▶ ABOUT THIS EXERCISE
Below are some entries. Output each one exactly as it appears.
ENTRIES SUPPLIED: Begin
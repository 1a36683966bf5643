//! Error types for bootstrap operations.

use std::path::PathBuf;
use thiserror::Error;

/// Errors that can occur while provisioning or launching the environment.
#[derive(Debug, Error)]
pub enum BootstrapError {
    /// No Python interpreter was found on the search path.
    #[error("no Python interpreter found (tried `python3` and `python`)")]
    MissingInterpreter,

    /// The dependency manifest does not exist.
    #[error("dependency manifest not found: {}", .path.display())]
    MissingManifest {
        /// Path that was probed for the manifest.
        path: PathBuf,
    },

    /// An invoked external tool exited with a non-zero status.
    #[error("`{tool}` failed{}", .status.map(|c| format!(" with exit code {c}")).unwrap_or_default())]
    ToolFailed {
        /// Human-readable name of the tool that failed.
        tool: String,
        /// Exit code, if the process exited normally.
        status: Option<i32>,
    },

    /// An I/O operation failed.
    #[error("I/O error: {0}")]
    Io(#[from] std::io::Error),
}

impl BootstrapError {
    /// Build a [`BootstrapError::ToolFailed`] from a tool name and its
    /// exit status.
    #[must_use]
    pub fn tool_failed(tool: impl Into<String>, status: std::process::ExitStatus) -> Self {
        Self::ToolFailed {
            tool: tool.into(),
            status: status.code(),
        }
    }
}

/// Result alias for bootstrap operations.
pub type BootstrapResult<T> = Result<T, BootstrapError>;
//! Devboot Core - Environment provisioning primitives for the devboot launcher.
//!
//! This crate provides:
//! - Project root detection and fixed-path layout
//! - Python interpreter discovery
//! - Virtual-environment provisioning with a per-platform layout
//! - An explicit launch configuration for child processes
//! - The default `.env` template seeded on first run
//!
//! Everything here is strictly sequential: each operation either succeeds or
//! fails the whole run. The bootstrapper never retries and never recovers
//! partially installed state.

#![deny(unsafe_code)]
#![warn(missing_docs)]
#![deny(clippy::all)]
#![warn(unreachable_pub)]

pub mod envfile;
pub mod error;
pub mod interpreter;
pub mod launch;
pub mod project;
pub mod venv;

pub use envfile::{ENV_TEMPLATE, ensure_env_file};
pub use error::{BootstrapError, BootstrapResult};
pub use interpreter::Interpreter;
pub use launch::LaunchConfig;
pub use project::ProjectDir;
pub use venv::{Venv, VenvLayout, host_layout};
ENTRIES SUPPLIED: End
▶ ANSWER SPACE
repository 1a36683966bf5643
//! Error types for bootstrap operations.

use std::path::PathBuf;
use thiserror::Error;

/// Errors that can occur while provisioning or launching the environment.
#[derive(Debug, Error)]
pub enum BootstrapError {
    /// No Python interpreter was found on the search path.
    #[error("no Python interpreter found (tried `python3` and `python`)")]
    MissingInterpreter,

    /// The dependency manifest does not exist.
    #[error("dependency manifest not found: {}", .path.display())]
    MissingManifest {
        /// Path that was probed for the manifest.
        path: PathBuf,
    },

    /// An invoked external tool exited with a non-zero status.
    #[error("`{tool}` failed{}", .status.map(|c| format!(" with exit code {c}")).unwrap_or_default())]
    ToolFailed {
        /// Human-readable name of the tool that failed.
        tool: String,
        /// Exit code, if the process exited normally.
        status: Option<i32>,
    },

    /// An I/O operation failed.
    #[error("I/O error: {0}")]
    Io(#[from] std::io::Error),
}

impl BootstrapError {
    /// Build a [`BootstrapError::ToolFailed`] from a tool name and its
    /// exit status.
    #[must_use]
    pub fn tool_failed(tool: impl Into<String>, status: std::process::ExitStatus) -> Self {
        Self::ToolFailed {
            tool: tool.into(),
            status: status.code(),
        }
    }
}

/// Result alias for bootstrap operations.
pub type BootstrapResult<T> = Result<T, BootstrapError>;
//! Devboot Core - Environment provisioning primitives for the devboot launcher.
//!
//! This crate provides:
//! - Project root detection and fixed-path layout
//! - Python interpreter discovery
//! - Virtual-environment provisioning with a per-platform layout
//! - An explicit launch configuration for child processes
//! - The default `.env` template seeded on first run
//!
//! Everything here is strictly sequential: each operation either succeeds or
//! fails the whole run. The bootstrapper never retries and never recovers
//! partially installed state.

#![deny(unsafe_code)]
#![warn(missing_docs)]
#![deny(clippy::all)]
#![warn(unreachable_pub)]

pub mod envfile;
pub mod error;
pub mod interpreter;
pub mod launch;
pub mod project;
pub mod venv;

pub use envfile::{ENV_TEMPLATE, ensure_env_file};
pub use error::{BootstrapError, BootstrapResult};
pub use interpreter::Interpreter;
pub use launch::LaunchConfig;
pub use project::ProjectDir;
pub use venv::{Venv, VenvLayout, host_layout};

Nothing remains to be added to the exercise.